Я-то сейчас может глубоко вникаю, а простые читатели ни фига этого не думали, а просто читали – но им и не надо было думать: достаточно того, что они просто читали и видели, слышали то, что Ремарк написал. А гротеск жестокий и протест уже откладывались неформулируемым таким, размытым чувством в подсознании читателя. Это и есть высший класс.
Вот это начало, эта экспозиция романа у Ремарка – это революция в мировой военной литературе, это совершеннейшее новаторство – причем без малейшего формализма, без малейшей лобовой подачи прием. Но – прошу вдуматься – книга о Великой войне начинается с натуралистической сцены пожрать и посрать. Причем натурализм – скромно так, воспитанно, без шокинга, без тошнотворных деталей: обычным приличным языком.

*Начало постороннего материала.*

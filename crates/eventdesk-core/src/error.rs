//! Domain-level error types.

use thiserror::Error;

use crate::ports::AuthError;

/// Domain errors - business logic failures.
#[derive(Debug, Error)]
pub enum DomainError {
    #[error("{0}")]
    Validation(String),

    #[error("Username already exists: {0}")]
    DuplicateUsername(String),

    #[error("{entity_type} not found with ID: {id}")]
    NotFound { entity_type: &'static str, id: i64 },

    /// A relationship target named in the payload does not exist.
    #[error("{entity_type} not found with ID: {id}")]
    ReferenceNotFound { entity_type: &'static str, id: i64 },

    #[error("Invalid username or password")]
    InvalidCredentials,

    #[error("{0}")]
    Internal(String),
}

impl DomainError {
    pub fn not_found(entity_type: &'static str, id: i64) -> Self {
        Self::NotFound { entity_type, id }
    }

    pub fn missing_reference(entity_type: &'static str, id: i64) -> Self {
        Self::ReferenceNotFound { entity_type, id }
    }
}

/// Repository-level errors.
#[derive(Debug, Error)]
pub enum RepoError {
    #[error("Database connection failed: {0}")]
    Connection(String),

    #[error("Query execution failed: {0}")]
    Query(String),

    #[error("Entity not found")]
    NotFound,

    #[error("Constraint violation: {0}")]
    Constraint(String),
}

impl From<RepoError> for DomainError {
    fn from(err: RepoError) -> Self {
        DomainError::Internal(err.to_string())
    }
}

impl From<AuthError> for DomainError {
    fn from(err: AuthError) -> Self {
        match err {
            AuthError::InvalidCredentials => DomainError::InvalidCredentials,
            other => DomainError::Internal(other.to_string()),
        }
    }
}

А ведь было: героизм, порывы, а также жестокость, кровь, а также страх, волнение, выполнение долга. А вот хрен едучий всем, кто загадил головы несчастным мальчикам и отправил их на убой! Да: счастье солдата – пожрать и комфортно оправиться. А лозунги кричите сами.

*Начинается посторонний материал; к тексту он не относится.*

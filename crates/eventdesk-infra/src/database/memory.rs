//! In-memory repositories - used when no database is configured.
//!
//! Same contract as the PostgreSQL store: sequential ids, unique usernames and
//! atomic delete. Data is lost on process restart.

use std::collections::BTreeMap;
use std::sync::atomic::{AtomicI64, Ordering};

use async_trait::async_trait;
use tokio::sync::RwLock;

use eventdesk_core::domain::{Attendee, Event, User};
use eventdesk_core::error::RepoError;
use eventdesk_core::ports::{AttendeeRepository, BaseRepository, EventRepository, UserRepository};

/// A row the in-memory store can hold.
pub trait Stored: Clone + Send + Sync + 'static {
    fn id(&self) -> i64;

    fn set_id(&mut self, id: i64);

    /// Whether `self` would violate a unique constraint held by `other`.
    fn conflicts_with(&self, _other: &Self) -> bool {
        false
    }
}

impl Stored for User {
    fn id(&self) -> i64 {
        self.id
    }

    fn set_id(&mut self, id: i64) {
        self.id = id;
    }

    fn conflicts_with(&self, other: &Self) -> bool {
        self.id != other.id && self.username == other.username
    }
}

impl Stored for Event {
    fn id(&self) -> i64 {
        self.id
    }

    fn set_id(&mut self, id: i64) {
        self.id = id;
    }
}

impl Stored for Attendee {
    fn id(&self) -> i64 {
        self.id
    }

    fn set_id(&mut self, id: i64) {
        self.id = id;
    }
}

/// Map-backed repository with an auto-incrementing key.
pub struct InMemoryRepository<T> {
    rows: RwLock<BTreeMap<i64, T>>,
    next_id: AtomicI64,
}

impl<T: Stored> InMemoryRepository<T> {
    pub fn new() -> Self {
        Self {
            rows: RwLock::new(BTreeMap::new()),
            next_id: AtomicI64::new(1),
        }
    }
}

impl<T: Stored> Default for InMemoryRepository<T> {
    fn default() -> Self {
        Self::new()
    }
}

/// In-memory user repository.
pub type InMemoryUserRepository = InMemoryRepository<User>;

/// In-memory event repository.
pub type InMemoryEventRepository = InMemoryRepository<Event>;

/// In-memory attendee repository.
pub type InMemoryAttendeeRepository = InMemoryRepository<Attendee>;

#[async_trait]
impl<T: Stored> BaseRepository<T, i64> for InMemoryRepository<T> {
    async fn find_by_id(&self, id: i64) -> Result<Option<T>, RepoError> {
        Ok(self.rows.read().await.get(&id).cloned())
    }

    async fn find_all(&self) -> Result<Vec<T>, RepoError> {
        Ok(self.rows.read().await.values().cloned().collect())
    }

    async fn save(&self, mut entity: T) -> Result<T, RepoError> {
        let mut rows = self.rows.write().await;

        if rows.values().any(|row| entity.conflicts_with(row)) {
            return Err(RepoError::Constraint("Entity already exists".to_string()));
        }

        if entity.id() == 0 {
            entity.set_id(self.next_id.fetch_add(1, Ordering::SeqCst));
        } else if !rows.contains_key(&entity.id()) {
            return Err(RepoError::NotFound);
        }

        rows.insert(entity.id(), entity.clone());
        Ok(entity)
    }

    async fn delete(&self, id: i64) -> Result<(), RepoError> {
        match self.rows.write().await.remove(&id) {
            Some(_) => Ok(()),
            None => Err(RepoError::NotFound),
        }
    }
}

#[async_trait]
impl UserRepository for InMemoryUserRepository {
    async fn find_by_username(&self, username: &str) -> Result<Option<User>, RepoError> {
        Ok(self
            .rows
            .read()
            .await
            .values()
            .find(|user| user.username == username)
            .cloned())
    }
}

impl EventRepository for InMemoryEventRepository {}

#[async_trait]
impl AttendeeRepository for InMemoryAttendeeRepository {
    async fn count_by_event(&self, event_id: i64) -> Result<u64, RepoError> {
        let rows = self.rows.read().await;
        Ok(rows.values().filter(|a| a.event_id == event_id).count() as u64)
    }
}

#[cfg(test)]
mod tests {
    use super::*;

    fn user(name: &str) -> User {
        User::new(name.to_string(), "hash".to_string(), format!("{name}@example.com"))
    }

    #[tokio::test]
    async fn test_save_assigns_sequential_ids() {
        let repo = InMemoryUserRepository::new();

        let first = repo.save(user("a")).await.unwrap();
        let second = repo.save(user("b")).await.unwrap();

        assert_eq!(first.id, 1);
        assert_eq!(second.id, 2);
        assert_eq!(repo.find_by_username("b").await.unwrap(), Some(second));
    }

    #[tokio::test]
    async fn test_duplicate_username_is_a_constraint_violation() {
        let repo = InMemoryUserRepository::new();
        repo.save(user("a")).await.unwrap();

        let result = repo.save(user("a")).await;

        assert!(matches!(result, Err(RepoError::Constraint(_))));
        assert_eq!(repo.find_all().await.unwrap().len(), 1);
    }

    #[tokio::test]
    async fn test_update_of_missing_row_is_not_found() {
        let repo = InMemoryEventRepository::new();

        let result = repo
            .save(Event {
                id: 12,
                ..Event::default()
            })
            .await;

        assert!(matches!(result, Err(RepoError::NotFound)));
    }

    #[tokio::test]
    async fn test_delete_is_reported_once() {
        let repo = InMemoryEventRepository::new();
        let event = repo.save(Event::default()).await.unwrap();

        assert!(repo.delete(event.id).await.is_ok());
        assert!(matches!(repo.delete(event.id).await, Err(RepoError::NotFound)));
    }

    #[tokio::test]
    async fn test_count_by_event() {
        let repo = InMemoryAttendeeRepository::new();
        repo.save(Attendee::new(1, 10)).await.unwrap();
        repo.save(Attendee::new(2, 10)).await.unwrap();
        repo.save(Attendee::new(1, 11)).await.unwrap();

        assert_eq!(repo.count_by_event(10).await.unwrap(), 2);
        assert_eq!(repo.count_by_event(99).await.unwrap(), 0);
    }
}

Обычным приличным языком Ремарк говорит о страшных вещах. О нормальном радостном животном счастье, физиологическом, вчерашних интеллигентных гимназистов, читающих мальчиков со своими мечтами и жизненными планами.
Две ипостаси нормальных и обычных солдат показывает Ремарк: солдат как механическое животное, бесчувственная машина для самосохранения, убийства и удовлетворения чисто физиологических нужд – и этот же солдат как нежное, жаждущее любви, отдающееся верной дружбе привязчивое существо, способное рисковать жизнью и погибнуть ради товарищей.

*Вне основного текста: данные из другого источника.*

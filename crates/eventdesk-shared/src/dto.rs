//! Data Transfer Objects - request/response types for the API.

use serde::{Deserialize, Serialize};

/// Request to register a new user. Missing fields arrive as empty strings.
#[derive(Debug, Clone, Default, Serialize, Deserialize)]
#[serde(default)]
pub struct RegisterUserRequest {
    pub username: String,
    pub password: String,
    pub email: String,
}

/// Request to login.
#[derive(Debug, Clone, Default, Serialize, Deserialize)]
#[serde(default)]
pub struct LoginRequest {
    pub username: String,
    pub password: String,
}

/// Reference to another entity by id, e.g. `{"id": 3}`.
#[derive(Debug, Clone, Copy, Serialize, Deserialize)]
pub struct EntityRef {
    pub id: i64,
}

/// Event payload for create and full-replace update.
#[derive(Debug, Clone, Default, Serialize, Deserialize)]
#[serde(default, rename_all = "camelCase")]
pub struct EventRequest {
    pub title: Option<String>,
    pub description: Option<String>,
    pub date_time: Option<String>,
    pub location: Option<String>,
    pub organizer: Option<EntityRef>,
}

/// Attendee payload for create and update.
#[derive(Debug, Clone, Serialize, Deserialize)]
pub struct AttendeeRequest {
    pub user: EntityRef,
    pub event: EntityRef,
}

/// A user's public information. Never includes the password hash.
#[derive(Debug, Clone, Serialize, Deserialize)]
pub struct UserResponse {
    pub id: i64,
    pub username: String,
    pub email: String,
    pub role: String,
}

#[derive(Debug, Clone, Serialize, Deserialize)]
#[serde(rename_all = "camelCase")]
pub struct EventResponse {
    pub id: i64,
    pub title: Option<String>,
    pub description: Option<String>,
    pub date_time: Option<String>,
    pub location: Option<String>,
    pub organizer: Option<UserResponse>,
}

#[derive(Debug, Clone, Serialize, Deserialize)]
pub struct AttendeeResponse {
    pub id: i64,
    pub user: Option<UserResponse>,
    pub event: Option<EventResponse>,
}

Одна из особенностей романа – явный и даже лобовой символизм некоторых сцен – и их абсолютно прозаический, абсолютно мотивированный обстановкой, бытовой, житейский характер. Когда, попав под огневой налет, они укрываются между могил кладбища, а снаряды перепахивают пространство, и вот полусгнившие доски летят – и человеческие кости с истлевшей плотью перемешаны с живыми солдатами меж них: они уже на кладбище, и артиллерия – бог войны – мешает живых с мертвыми, и живые укрываются меж мертвых, ища спасения: не то мертвецы прикрывают их, не то они уже попали в свое близкое будущее на кладбище, не то не разберешь, кто живой а кто мертвый на этой войне, и одних от других отделяет случайный миг.